Il avait été décidé que toutes les habitations, tous les immeubles lyonnais serait rasés. Heureusement, pour diverses raisons, cela n’eut pas lieu.
Les portraits croisés de Talleyrand et Fouché, page 163, sont un véritable régal, S. Zweig y déploie un sens de la psychologie poussé, les vacheries que s’échangèrent les deux hommes, leur mésestime mutuelle sont un véritable plaisir de l’esprit :
« Talleyrand sourit : « M. Fouché méprise les hommes, sans doute cet homme s’est-il beaucoup étudié. » À son tour, Fouché raille lorsque Talleyrand est nommé vice-chancelier : « Il ne lui manquait que ce vice là. » p. 164
Mais l’acte le plus célèbre du couple Talleyrand/Fouché reste la présentation de Fouché par Talleyrand à Louis XVIII, afin que ce dernier fasse de Fouché son Ministre de la police. Car cette fois le diable boiteux a soufflé la politesse au Duc d’Otrante :
« Paris a déjà capitulé, Napoléon a abdiqué ; Louis XVIII est roi et le nouveau gouvernement est au complet, sous la présidence de Talleyrand. » p. 210
Cette scène extraordinaire, à la suite de laquelle Fouché sera de nouveau ministre a été immortalisée par Chateaubriand. Elle est ici rapportée dans le détail :
« C’est à Neuilly que se passe cette scène extraordinaire et fantastique, digne d’un Shakespeare ou d’un Arétin : le Roi Louis XVIII, descendant de Saint Louis, reçoit l’un des meurtriers de son frère,
-Fouché, sept fois parjure, ministre de la République, de la convention et de l’empereur- pour lui faire prêter serment, son huitième serment de fidélité. Et Talleyrand, ancien évêque devenu républicain, puis serviteur de l’empereur, conduit son camarade. Le boiteux, pour mieux marcher, pose son bras sur l’épaule de Fouché (« le vice appuyé sur le crime » comme Chateaubriand le dit ironiquement), et ainsi, les deux athées, les deux opportunistes s’approchent fraternellement de l’héritier de Saint Louis. » p. 255
Ainsi Fouché, après avoir été trois fois ministre de la police de Napoléon se retrouve ministre de la police de Louis XVIII ! Et un des premiers travaux du nouveau ministre de la police du roi très chrétien fut celui d’établir une liste de tous les traîtres, de tous ceux qui ont déserté le drapeau fleurdelisé pendant les Cent-Jours. Laissons parler le biographe :
« On trouve sur cette terrible liste de mort ou proscription les noms de tous ceux qui pendant les vingt dernières années ont illustré la France. Il n’y manque qu’un seul nom, celui de Joseph Fouché, Duc d’Otrante. Ou plutôt, il n’y manque pas. Le nom du Duc d’Otrante est aussi sur cette liste. Seulement il n’y figure pas comme ministre de Napoléon mis en accusation et proscrit, mais comme ministre du roi, envoyant à la mort ou en exil tous ses camarades,-comme bourreau. » p. 262
Le nom de Fouché figurait bien sur la liste, mais en bas du document, en signature !

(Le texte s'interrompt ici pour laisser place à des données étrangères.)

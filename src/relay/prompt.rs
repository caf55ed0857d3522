// System prompt for the portfolio assistant

use serde_json::{json, Value};

use crate::content::resume::PROJECTS;

pub fn system_prompt() -> String {
    let mut prompt = String::from(
        "You are the assistant on Dayyan Hamid's portfolio site. \
         Answer questions about these projects briefly and accurately:\n",
    );
    for project in PROJECTS.iter() {
        prompt.push_str(&format!("- {}: {}\n", project.name, project.description));
    }
    prompt
}

/// Chat-completion message list: system prompt, then the user's message
pub fn build_messages(message: &str) -> Value {
    json!([
        { "role": "system", "content": system_prompt() },
        { "role": "user", "content": message },
    ])
}
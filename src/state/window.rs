use serde::{Deserialize, Serialize};

use crate::apps::AppId;

/// Left edge a dragged window may not cross
pub const MIN_DRAG_X: f64 = 8.0;
/// Top strip reserved for the taskbar
pub const MIN_DRAG_Y: f64 = 52.0;

/// Render state derived from the window flags
#[derive(Clone, Copy, Serialize, Deserialize, Debug, PartialEq, Eq)]
pub enum WindowState {
    /// Not in the visible set and not running
    Closed,
    /// Running (listed in the taskbar) but not rendered
    Minimized,
    /// Rendered at its dragged position
    Normal,
    /// Rendered over the full desktop area, drag suspended
    Maximized,
}

#[derive(Clone, Serialize, Deserialize, Debug, PartialEq)]
pub struct WindowInstance {
    pub app_id: AppId,
    pub title: String,
    pub is_open: bool,
    pub minimized: bool,
    pub maximized: bool,
    pub x: f64,
    pub y: f64,
    pub z_order: u32,
}

impl WindowInstance {
    /// Fresh, closed window at the app's initial position
    pub fn new(app_id: AppId) -> Self {
        let (x, y) = app_id.initial_position();
        Self {
            app_id,
            title: app_id.label().to_string(),
            is_open: false,
            minimized: false,
            maximized: false,
            x,
            y,
            z_order: 0,
        }
    }

    /// Open and not minimized
    pub fn is_visible(&self) -> bool {
        self.is_open && !self.minimized
    }

    pub fn state(&self) -> WindowState {
        if !self.is_open {
            WindowState::Closed
        } else if self.minimized {
            WindowState::Minimized
        } else if self.maximized {
            WindowState::Maximized
        } else {
            WindowState::Normal
        }
    }
}

/// Keep a dragged window inside the visible desktop
pub fn clamp_drag_position(x: f64, y: f64) -> (f64, f64) {
    (x.max(MIN_DRAG_X), y.max(MIN_DRAG_Y))
}

/// Pointer drag in progress on a window title bar
#[derive(Clone, Copy, Debug, PartialEq)]
pub struct DragSession {
    pub app_id: AppId,
    origin: (f64, f64),
    pointer_start: (f64, f64),
}

impl DragSession {
    pub fn begin(window: &WindowInstance, pointer_x: f64, pointer_y: f64) -> Self {
        Self {
            app_id: window.app_id,
            origin: (window.x, window.y),
            pointer_start: (pointer_x, pointer_y),
        }
    }

    /// Clamped window position for the current pointer location
    pub fn target(&self, pointer_x: f64, pointer_y: f64) -> (f64, f64) {
        clamp_drag_position(
            self.origin.0 + pointer_x - self.pointer_start.0,
            self.origin.1 + pointer_y - self.pointer_start.1,
        )
    }
}

#[cfg(test)]
mod tests {
    use super::*;

    #[test]
    fn test_state_from_flags() {
        let mut win = WindowInstance::new(AppId::Skills);
        assert_eq!(win.state(), WindowState::Closed);
        win.is_open = true;
        assert_eq!(win.state(), WindowState::Normal);
        win.maximized = true;
        assert_eq!(win.state(), WindowState::Maximized);
        win.minimized = true;
        assert_eq!(win.state(), WindowState::Minimized);
        assert!(!win.is_visible());
    }

    #[test]
    fn test_drag_session_clamps_to_desktop() {
        let win = WindowInstance::new(AppId::About); // starts at (90, 84)
        let drag = DragSession::begin(&win, 100.0, 100.0);
        assert_eq!(drag.target(150.0, 130.0), (140.0, 114.0));
        // Dragged past the left edge and into the taskbar strip
        assert_eq!(drag.target(-500.0, 0.0), (MIN_DRAG_X, MIN_DRAG_Y));
    }
}
// LeetCode stats widget
// The stats API has shipped several field names over time, so every figure
// is looked up through a list of aliases and falls back to a static value.

use serde::{Deserialize, Serialize};
use serde_json::Value;

use super::{FeedConfig, FeedError};

#[derive(Debug, Clone, PartialEq, Eq, Serialize, Deserialize)]
#[serde(rename_all = "camelCase")]
pub struct StatsBundle {
    pub total_solved: String,
    pub acceptance_rate: String,
    pub rating: String,
    pub practice_streak: String,
    pub easy_solved: String,
    pub medium_solved: String,
    pub hard_solved: String,
}

impl Default for StatsBundle {
    fn default() -> Self {
        Self {
            total_solved: "245+".to_string(),
            acceptance_rate: "72%".to_string(),
            rating: "2100 (self-calibrated)".to_string(),
            practice_streak: "25+ months".to_string(),
            easy_solved: "110".to_string(),
            medium_solved: "85".to_string(),
            hard_solved: "52".to_string(),
        }
    }
}

/// Strings pass through, numbers are printed, anything else is replaced
fn normalize_stat(value: Option<&Value>, fallback: &str) -> String {
    match value {
        Some(Value::String(s)) => s.clone(),
        Some(Value::Number(n)) => n.to_string(),
        _ => fallback.to_string(),
    }
}

/// First alias that is present and not null
fn first_present<'a>(payload: &'a Value, keys: &[&str]) -> Option<&'a Value> {
    keys.iter()
        .filter_map(|key| payload.get(key))
        .find(|value| !value.is_null())
}

fn is_truthy(value: &Value) -> bool {
    match value {
        Value::Null => false,
        Value::Bool(b) => *b,
        Value::Number(n) => n.as_f64().map(|f| f != 0.0).unwrap_or(true),
        Value::String(s) => !s.is_empty(),
        _ => true,
    }
}

fn stat(payload: &Value, keys: &[&str], default: &str) -> String {
    normalize_stat(first_present(payload, keys), default)
}

pub fn to_stats_bundle(payload: &Value) -> StatsBundle {
    let fallback = StatsBundle::default();
    let rating = match first_present(payload, &["rating", "ranking"]) {
        Some(value) if is_truthy(value) => normalize_stat(Some(value), &fallback.rating),
        _ => fallback.rating.clone(),
    };

    StatsBundle {
        total_solved: stat(payload, &["totalSolved", "totalSolvedCount", "solved"], &fallback.total_solved),
        acceptance_rate: stat(payload, &["acceptanceRate", "acceptRate"], &fallback.acceptance_rate),
        rating,
        practice_streak: stat(payload, &["practiceStreak", "streak"], &fallback.practice_streak),
        easy_solved: stat(payload, &["easySolved", "easy"], &fallback.easy_solved),
        medium_solved: stat(payload, &["mediumSolved", "medium"], &fallback.medium_solved),
        hard_solved: stat(payload, &["hardSolved", "hard"], &fallback.hard_solved),
    }
}

pub async fn fetch_stats(
    http: &reqwest::Client,
    config: &FeedConfig,
) -> Result<StatsBundle, FeedError> {
    let url = format!("{}/{}", config.leetcode_api, config.leetcode_user);
    let payload = super::get_json(http, &url).await?;

    // The stats API reports lookup failures inside a 200 response
    if let Some(status) = payload.get("status").and_then(|s| s.as_str()) {
        if status != "success" {
            return Err(FeedError::Shape(format!("LeetCode status: {}", status)));
        }
    }
    Ok(to_stats_bundle(&payload))
}

#[cfg(test)]
mod tests {
    use super::*;
    use serde_json::json;

    #[test]
    fn test_numbers_become_strings() {
        let stats = to_stats_bundle(&json!({
            "status": "success",
            "totalSolved": 312,
            "acceptanceRate": 68.4,
            "ranking": 150000,
            "easySolved": 140,
            "mediumSolved": 130,
            "hardSolved": 42
        }));
        assert_eq!(stats.total_solved, "312");
        assert_eq!(stats.acceptance_rate, "68.4");
        assert_eq!(stats.rating, "150000");
        assert_eq!(stats.hard_solved, "42");
        // Not reported by this API
        assert_eq!(stats.practice_streak, "25+ months");
    }

    #[test]
    fn test_aliases_and_fallbacks() {
        let stats = to_stats_bundle(&json!({
            "totalSolved": null,
            "solved": "300",
            "acceptRate": "70%",
            "rating": 0,
            "easy": true,
            "streak": "30 months"
        }));
        assert_eq!(stats.total_solved, "300");
        assert_eq!(stats.acceptance_rate, "70%");
        assert_eq!(stats.rating, "2100 (self-calibrated)");
        assert_eq!(stats.easy_solved, "110");
        assert_eq!(stats.practice_streak, "30 months");
    }

    #[test]
    fn test_empty_payload_is_all_fallback() {
        assert_eq!(to_stats_bundle(&json!({})), StatsBundle::default());
        assert_eq!(to_stats_bundle(&json!([1, 2])), StatsBundle::default());
    }
}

On a beau, avec Fouché, en avoir déjà vu de bonnes, mais cette dernière action laisse le lecteur sans voix. Cette action fut bien une de ses dernières. Le Roi aurait passé sur tous les revirements et les traîtrises de son ministre ; c’est en grande partie grâce à ce jacobin que Louis XVIII récupéra sa couronne. Tant de traîtres ont fini leurs jours heureux en servant leurs nouveaux maîtres, mais il y avait à la Cour la Duchesse d’Angoulême, la propre fille de Louis XVI et de Marie-Antoinette, qui, étant enfant avait vécu les horreurs de la fin de la famille royale. Elle a vu la tête de la Princesse de Lamballe, une grande amie de sa mère, au bout d’une pique qu’on hissa sous la royale fenêtre afin que Marie-Antoinette la vit. Elle vit ses deux parents partir pour l’échafaud...
C’était tout de même plus que le simple bon sens ne peut supporter. L’entourage de Louis XVIII obtint le renvoi de Fouché qui ne put, cette fois, s’appuyer sur personne.
Il connu donc son troisième exil, comme ambassadeur à Dresde tout d’abord. Il ne restera pas longtemps diplomate, il ne le sera plus à Prague lors de son quatrième exil. L’homme qui connaissait tout le monde, qui avait des fiches sur tous, mourut à Trieste, oublié de tous, en emportant avec lui ses nombreux secrets. Ces derniers furent en partie détruits par lui-même, brûlés. Il fit paraître des « Mémoires » qui, selon les connaisseurs ne sont absolument pas fiables. Pour le reste, ce sont toujours les vainqueurs qui écrivent l’Histoire :
« ...[...] les documents de Fouché qui se rapportaient à Napoléon ont disparu sans laisser la moindre trace. L’Empereur lui-même, ou plus tard Napoléon III ont détruit totalement tous les écrits qui ne cadraient pas avec l’histoire officielle. » p. 198
À lire, comme l’écrit l’auteur, « comme une utile et très actuelle contribution à la psychologie de l’homme politique. » Et surtout ne jouons pas aux devinettes du genre « Mais alors qui ressemble le plus à Fouché : le président Untel ou le ministre Machin... Quoique le député Lachose a un air de famille... »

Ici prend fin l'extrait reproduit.